Di tengah keriuhan ratusan awak media yang datang meliput, tak satu pun keluar pernyataan Megawati soal alasan menjadikan JK sebagai cawapres. Padahal pernyataan Mega ini yang dinanti-nanti publik.
Hari itu ada setidaknya dua kesempatan yang bisa digunakan Mega untuk bicara soal alasan penetapan JK menjadi cawapres Jokowi. Pertama, saat konferensi pers Ketua Umum Hanura, Wiranto tentang deklarasi mendukung Jokowi-JK. Kedua, saat pengenalan Jusuf Kalla (JK) sebagai cawapres Jokowi. Tapi Mega memilih menyimpan kata.
Memang harus diakui dalam dua kesempatan tersebut bukan cuma Mega yang tak memberi pernyataan ke media. Ketua Umum Nasdem, Surya Paloh dan Ketua Umum PKB, Muhaimin Iskandar juga tak mendapat kesempatan bicara. Bedanya, Paloh dan Muhaimin gampang dimintai pendapat. Keduanya tak sungkan menjawab pertanyaan media soal alasan JK menjadi cawapres Jokowi.
Paloh misalnya menjelaskan JK dipilih menjadi cawapres karena dianggap berpengalaman dan bisa melengkapi figur Jokowi. "Pak JK cawapres. Pasangan ini bisa saling melengkapi," kata Paloh saat tiba di kediaman Megawati.
Sementara Muhaimin mengungkapkan, tiga alasan partainya mendukung JK sebagai cawapres. "Elektabilitas tinggi tertinggi, dia juga NU. Pengalaman juga," kata Muhaimin.
Mendapat pernyataan Mega memang susah-susah gampang. Puteri Proklamator Sukarno itu bisa berbicara panjang lebar mengenai persoalan sejarah, demokrasi, dan bangsa. Tapi ia minim kata saat diminta mengomentari kegaduhan politik yang berkembang.
Seringkali Mega hanya meminta struktur pengurus PDIP dalam menjelaskan sikap politik partai. Padahal dalam posisinya sebagai ketua umum dan tokoh nasional yang dihormati, publik berhak mendapat penjelasan langsung pandangan Mega.
Gaya komunikasi politik Mega bukan tidak pernah mendapat sorotan. Pakar komunikasi politik, Tjiptalesma menyebut Megawati sebagai tokoh nasional dengan gaya komunikasi politik terburuk. Tutur kata Megawati dianggap terlalu berkelas sehingga sulit diterjemahkan rakyat awam.
Mega juga sering hanya mengumbar senyum saat menerima pertanyaan wartawan. "Komunikasi politik Mega sangat jelek.

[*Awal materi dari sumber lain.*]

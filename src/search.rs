use crate::{Action, PlanError, Result, WorldState};
use std::cmp::{Ordering, Reverse};
use std::collections::{BinaryHeap, HashSet, VecDeque};

/// Result of one planning call.
///
/// `plan` is `None` when the goal is unreachable from the initial state;
/// that is a normal outcome, not an error. `states_expanded` counts the
/// non-goal states whose successors were generated.
#[derive(Debug, Clone, PartialEq, Eq)]
pub struct SearchOutcome {
    pub plan: Option<Vec<Action>>,
    pub states_expanded: usize,
}

impl SearchOutcome {
    pub fn found(plan: Vec<Action>, states_expanded: usize) -> Self {
        Self {
            plan: Some(plan),
            states_expanded,
        }
    }

    pub fn exhausted(states_expanded: usize) -> Self {
        Self {
            plan: None,
            states_expanded,
        }
    }

    pub fn is_found(&self) -> bool {
        self.plan.is_some()
    }
}

/// Defensive bounds applied to a single search call.
#[derive(Debug, Clone, Copy, Default, PartialEq, Eq)]
pub struct SearchLimits {
    /// Maximum number of states to expand; `None` explores the whole
    /// reachable space.
    pub max_expansions: Option<usize>,
}

impl SearchLimits {
    pub fn with_max_expansions(mut self, max_expansions: usize) -> Self {
        self.max_expansions = Some(max_expansions);
        self
    }

    fn check(&self, states_expanded: usize) -> Result<()> {
        match self.max_expansions {
            Some(limit) if states_expanded >= limit => {
                log::warn!("search stopped after expanding {} states", limit);
                Err(PlanError::ExpansionLimit(limit))
            }
            _ => Ok(()),
        }
    }
}

/// Trait defining the interface for search strategies.
///
/// Implementations must be deterministic: the same initial state always
/// produces the same outcome.
///
/// # Examples
///
/// ```
/// use stackplan::{Result, SearchAlgorithm, SearchOutcome, WorldState};
///
/// /// Only succeeds when the goal already holds.
/// struct AlreadyThere;
///
/// impl SearchAlgorithm for AlreadyThere {
///     fn search(&self, initial: &WorldState) -> Result<SearchOutcome> {
///         if initial.is_goal() {
///             Ok(SearchOutcome::found(Vec::new(), 0))
///         } else {
///             Ok(SearchOutcome::exhausted(0))
///         }
///     }
/// }
/// ```
pub trait SearchAlgorithm {
    /// Searches for a sequence of actions that turns `initial` into a state
    /// satisfying its goal.
    ///
    /// # Errors
    ///
    /// Returns [`PlanError::MalformedState`] if a corrupted state is met, or
    /// [`PlanError::ExpansionLimit`] if the configured limit is reached.
    fn search(&self, initial: &WorldState) -> Result<SearchOutcome>;
}

/// A trait for estimating the number of moves left to reach the goal.
pub trait HeuristicStrategy: Send + Sync {
    fn estimate(&self, state: &WorldState) -> usize;
}

/// Counts goal entries that do not hold yet.
///
/// Not admissible in general, so a best-first search guided by it may
/// return plans longer than the shortest one.
pub struct MisplacedObjects;

impl HeuristicStrategy for MisplacedObjects {
    fn estimate(&self, state: &WorldState) -> usize {
        state.goal_mismatches()
    }
}

/// Zero heuristic; turns best-first search into uniform-cost search.
pub struct ZeroHeuristic;

impl HeuristicStrategy for ZeroHeuristic {
    fn estimate(&self, _state: &WorldState) -> usize {
        0
    }
}

/// Represents a node in the search tree.
#[derive(Debug, Clone)]
struct Node {
    state: WorldState,
    parent: Option<usize>,
    /// Action that led to this state from the parent
    action: Option<Action>,
    /// Number of actions from the initial state
    depth: usize,
}

/// Arena of every node generated during one search.
struct SearchTree {
    nodes: Vec<Node>,
}

impl SearchTree {
    fn new(initial: &WorldState) -> Self {
        Self {
            nodes: vec![Node {
                state: initial.clone(),
                parent: None,
                action: None,
                depth: 0,
            }],
        }
    }

    fn node(&self, idx: usize) -> &Node {
        &self.nodes[idx]
    }

    fn push(&mut self, parent: usize, action: Action, state: WorldState) -> usize {
        let depth = self.nodes[parent].depth + 1;
        self.nodes.push(Node {
            state,
            parent: Some(parent),
            action: Some(action),
            depth,
        });
        self.nodes.len() - 1
    }

    /// Reconstructs the path from the initial state to the given node.
    fn reconstruct_path(&self, node_idx: usize) -> Vec<Action> {
        let mut path = Vec::with_capacity(self.nodes[node_idx].depth);
        let mut current = Some(node_idx);

        while let Some(idx) = current {
            let node = &self.nodes[idx];
            if let Some(action) = &node.action {
                path.push(action.clone());
            }
            current = node.parent;
        }

        path.reverse();
        path
    }
}

/// Level-order graph search.
///
/// Returns a plan with the fewest actions, or reports that no plan exists
/// after exhausting the reachable state space.
#[derive(Debug, Default, Clone)]
pub struct BreadthFirstSearch {
    limits: SearchLimits,
}

impl BreadthFirstSearch {
    pub fn new() -> Self {
        Self::default()
    }

    pub fn with_limits(limits: SearchLimits) -> Self {
        Self { limits }
    }
}

impl SearchAlgorithm for BreadthFirstSearch {
    fn search(&self, initial: &WorldState) -> Result<SearchOutcome> {
        log::debug!("breadth-first search from {:?}", initial);

        let mut tree = SearchTree::new(initial);
        let mut frontier = VecDeque::from([0]);
        // States are marked on first discovery so the frontier never holds
        // two copies of the same state.
        let mut seen: HashSet<WorldState> = HashSet::from([initial.clone()]);
        let mut states_expanded = 0;

        while let Some(current) = frontier.pop_front() {
            let node = tree.node(current);
            if node.state.is_goal() {
                let plan = tree.reconstruct_path(current);
                log::debug!(
                    "breadth-first found a {}-action plan after {} expansions",
                    plan.len(),
                    states_expanded
                );
                return Ok(SearchOutcome::found(plan, states_expanded));
            }

            self.limits.check(states_expanded)?;
            states_expanded += 1;
            log::trace!("expanding depth {} {:?}", node.depth, node.state);

            for (action, next) in node.state.successors()? {
                if seen.insert(next.clone()) {
                    let idx = tree.push(current, action, next);
                    frontier.push_back(idx);
                }
            }
        }

        log::debug!(
            "breadth-first exhausted the state space after {} expansions",
            states_expanded
        );
        Ok(SearchOutcome::exhausted(states_expanded))
    }
}

/// Priority queue entry; ordered by `f_cost`, then insertion sequence.
#[derive(Debug, Clone, Copy)]
struct QueueEntry {
    f_cost: usize,
    /// Strictly increasing insertion counter for stable tie-breaking
    sequence: u64,
    idx: usize,
}

impl PartialEq for QueueEntry {
    fn eq(&self, other: &Self) -> bool {
        self.cmp(other) == Ordering::Equal
    }
}

impl Eq for QueueEntry {}

impl PartialOrd for QueueEntry {
    fn partial_cmp(&self, other: &Self) -> Option<Ordering> {
        Some(self.cmp(other))
    }
}

impl Ord for QueueEntry {
    fn cmp(&self, other: &Self) -> Ordering {
        self.f_cost
            .cmp(&other.f_cost)
            .then(self.sequence.cmp(&other.sequence))
    }
}

/// Best-first search ordered by `moves so far + heuristic estimate`.
///
/// With [`MisplacedObjects`] the returned plan is not guaranteed to be the
/// shortest one.
pub struct BestFirstSearch {
    heuristic: Box<dyn HeuristicStrategy>,
    limits: SearchLimits,
}

impl BestFirstSearch {
    /// Creates a new best-first search with the given heuristic.
    pub fn new(heuristic: Box<dyn HeuristicStrategy>) -> Self {
        Self {
            heuristic,
            limits: SearchLimits::default(),
        }
    }

    /// Creates a new best-first search guided by [`MisplacedObjects`].
    pub fn with_default_heuristic() -> Self {
        Self::new(Box::new(MisplacedObjects))
    }

    pub fn with_limits(mut self, limits: SearchLimits) -> Self {
        self.limits = limits;
        self
    }
}

impl Default for BestFirstSearch {
    fn default() -> Self {
        Self::with_default_heuristic()
    }
}

impl SearchAlgorithm for BestFirstSearch {
    fn search(&self, initial: &WorldState) -> Result<SearchOutcome> {
        log::debug!("best-first search from {:?}", initial);

        let mut tree = SearchTree::new(initial);
        let mut open_set = BinaryHeap::from([Reverse(QueueEntry {
            f_cost: self.heuristic.estimate(initial),
            sequence: 0,
            idx: 0,
        })]);
        let mut explored: HashSet<WorldState> = HashSet::new();
        let mut sequence = 0;
        let mut states_expanded = 0;

        while let Some(Reverse(entry)) = open_set.pop() {
            let node = tree.node(entry.idx);
            if explored.contains(&node.state) {
                continue;
            }
            if node.state.is_goal() {
                let plan = tree.reconstruct_path(entry.idx);
                log::debug!(
                    "best-first found a {}-action plan after {} expansions",
                    plan.len(),
                    states_expanded
                );
                return Ok(SearchOutcome::found(plan, states_expanded));
            }

            self.limits.check(states_expanded)?;
            explored.insert(node.state.clone());
            states_expanded += 1;
            log::trace!("expanding f={} {:?}", entry.f_cost, node.state);

            let g_cost = node.depth + 1;
            for (action, next) in node.state.successors()? {
                if explored.contains(&next) {
                    continue;
                }
                let f_cost = g_cost + self.heuristic.estimate(&next);
                sequence += 1;
                let idx = tree.push(entry.idx, action, next);
                open_set.push(Reverse(QueueEntry {
                    f_cost,
                    sequence,
                    idx,
                }));
            }
        }

        log::debug!(
            "best-first exhausted the state space after {} expansions",
            states_expanded
        );
        Ok(SearchOutcome::exhausted(states_expanded))
    }
}

#[cfg(test)]
mod tests {
    use super::*;
    use crate::{Domain, Goal};
    use std::collections::HashMap;
    use std::sync::Arc;

    fn map(pairs: &[(&str, &str)]) -> HashMap<String, String> {
        pairs
            .iter()
            .map(|(k, v)| (k.to_string(), v.to_string()))
            .collect()
    }

    /// Two connected floors, every object may rest on any other surface.
    fn two_floors(goal: Goal) -> WorldState {
        let domain = Domain::builder()
            .objects(["A", "B", "C"])
            .locations(["L1", "L2"])
            .connect("L1", "L2")
            .allow("A", ["B", "C", "L1", "L2"])
            .allow("B", ["A", "C", "L1", "L2"])
            .allow("C", ["A", "B", "L1", "L2"])
            .build()
            .unwrap();
        WorldState::from_support(
            map(&[("A", "L1"), ("B", "A"), ("C", "L2")]),
            Arc::new(domain),
            goal,
        )
        .unwrap()
    }

    fn names(plan: &[Action]) -> Vec<String> {
        plan.iter().map(ToString::to_string).collect()
    }

    #[test]
    fn test_queue_entry_ordering() {
        let low = QueueEntry { f_cost: 1, sequence: 5, idx: 9 };
        let high = QueueEntry { f_cost: 2, sequence: 0, idx: 0 };
        let tie = QueueEntry { f_cost: 1, sequence: 6, idx: 1 };
        assert!(low < high);
        assert!(low < tie);

        let mut heap = BinaryHeap::from([Reverse(high), Reverse(tie), Reverse(low)]);
        assert_eq!(heap.pop().map(|r| r.0.sequence), Some(5));
        assert_eq!(heap.pop().map(|r| r.0.sequence), Some(6));
        assert_eq!(heap.pop().map(|r| r.0.sequence), Some(0));
    }

    #[test]
    fn test_heuristics() {
        let state = two_floors(map(&[("A", "B"), ("B", "C"), ("C", "L2")]));
        assert_eq!(MisplacedObjects.estimate(&state), 2);
        assert_eq!(ZeroHeuristic.estimate(&state), 0);
    }

    #[test]
    fn test_breadth_first_search() {
        let state = two_floors(map(&[("A", "B"), ("B", "C")]));
        let outcome = BreadthFirstSearch::new().search(&state).unwrap();
        assert_eq!(
            names(&outcome.plan.unwrap()),
            ["move(B, A, C)", "move(A, L1, B)"]
        );
        assert_eq!(outcome.states_expanded, 3);
    }

    #[test]
    fn test_best_first_search() {
        let state = two_floors(map(&[("A", "B"), ("B", "C")]));
        let outcome = BestFirstSearch::default().search(&state).unwrap();
        assert_eq!(
            names(&outcome.plan.unwrap()),
            ["move(B, A, C)", "move(A, L1, B)"]
        );
        assert_eq!(outcome.states_expanded, 2);
    }

    #[test]
    fn test_goal_already_satisfied() {
        let state = two_floors(map(&[("B", "A")]));
        let bfs = BreadthFirstSearch::new().search(&state).unwrap();
        assert_eq!(bfs, SearchOutcome::found(Vec::new(), 0));
        let best = BestFirstSearch::default().search(&state).unwrap();
        assert_eq!(best, SearchOutcome::found(Vec::new(), 0));
    }

    #[test]
    fn test_expansion_limit() {
        let state = two_floors(map(&[("A", "B"), ("B", "C")]));
        let limits = SearchLimits::default().with_max_expansions(1);

        let result = BreadthFirstSearch::with_limits(limits).search(&state);
        assert_eq!(result, Err(PlanError::ExpansionLimit(1)));

        let result = BestFirstSearch::new(Box::new(ZeroHeuristic))
            .with_limits(limits)
            .search(&state);
        assert_eq!(result, Err(PlanError::ExpansionLimit(1)));
    }

    #[test]
    fn test_limit_not_hit_when_goal_found_in_time() {
        let state = two_floors(map(&[("A", "B"), ("B", "C")]));
        let limits = SearchLimits::default().with_max_expansions(3);
        let outcome = BreadthFirstSearch::with_limits(limits)
            .search(&state)
            .unwrap();
        assert!(outcome.is_found());
    }
}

Mega ditanya sering senyum-senyum saja, sangat high context dan jarang memberikan solusi," kata Tjipta awal November 2013.
Suatu hari, medio Februari 2013, Mega sempat curhat soal pandangannya terhadap media di Indonesia. Di sela-sela konferensi pers Pilkada Jawa Barat, Mega menyebut media acap tidak utuh dalam mengutip pernyataannya. Gara-gara ini ia merasa sering dirugikan.
Ambil contoh misalnya soal kritik terhadap program Bantuan Langsung Tunai yang diberikan pemerintah ke masyarakat. Mega bilang dia bukannya menolak kebijakan pemerintah membantu masyarakat, tapi dia menolak cara pemerintah membantu masyarakat yang terkesan merendahkan.
"Omongan saya ke redaksi pasti di-cut, cut enggak masuk," kata Mega. Lalu inikah alasan Mega minim bicara?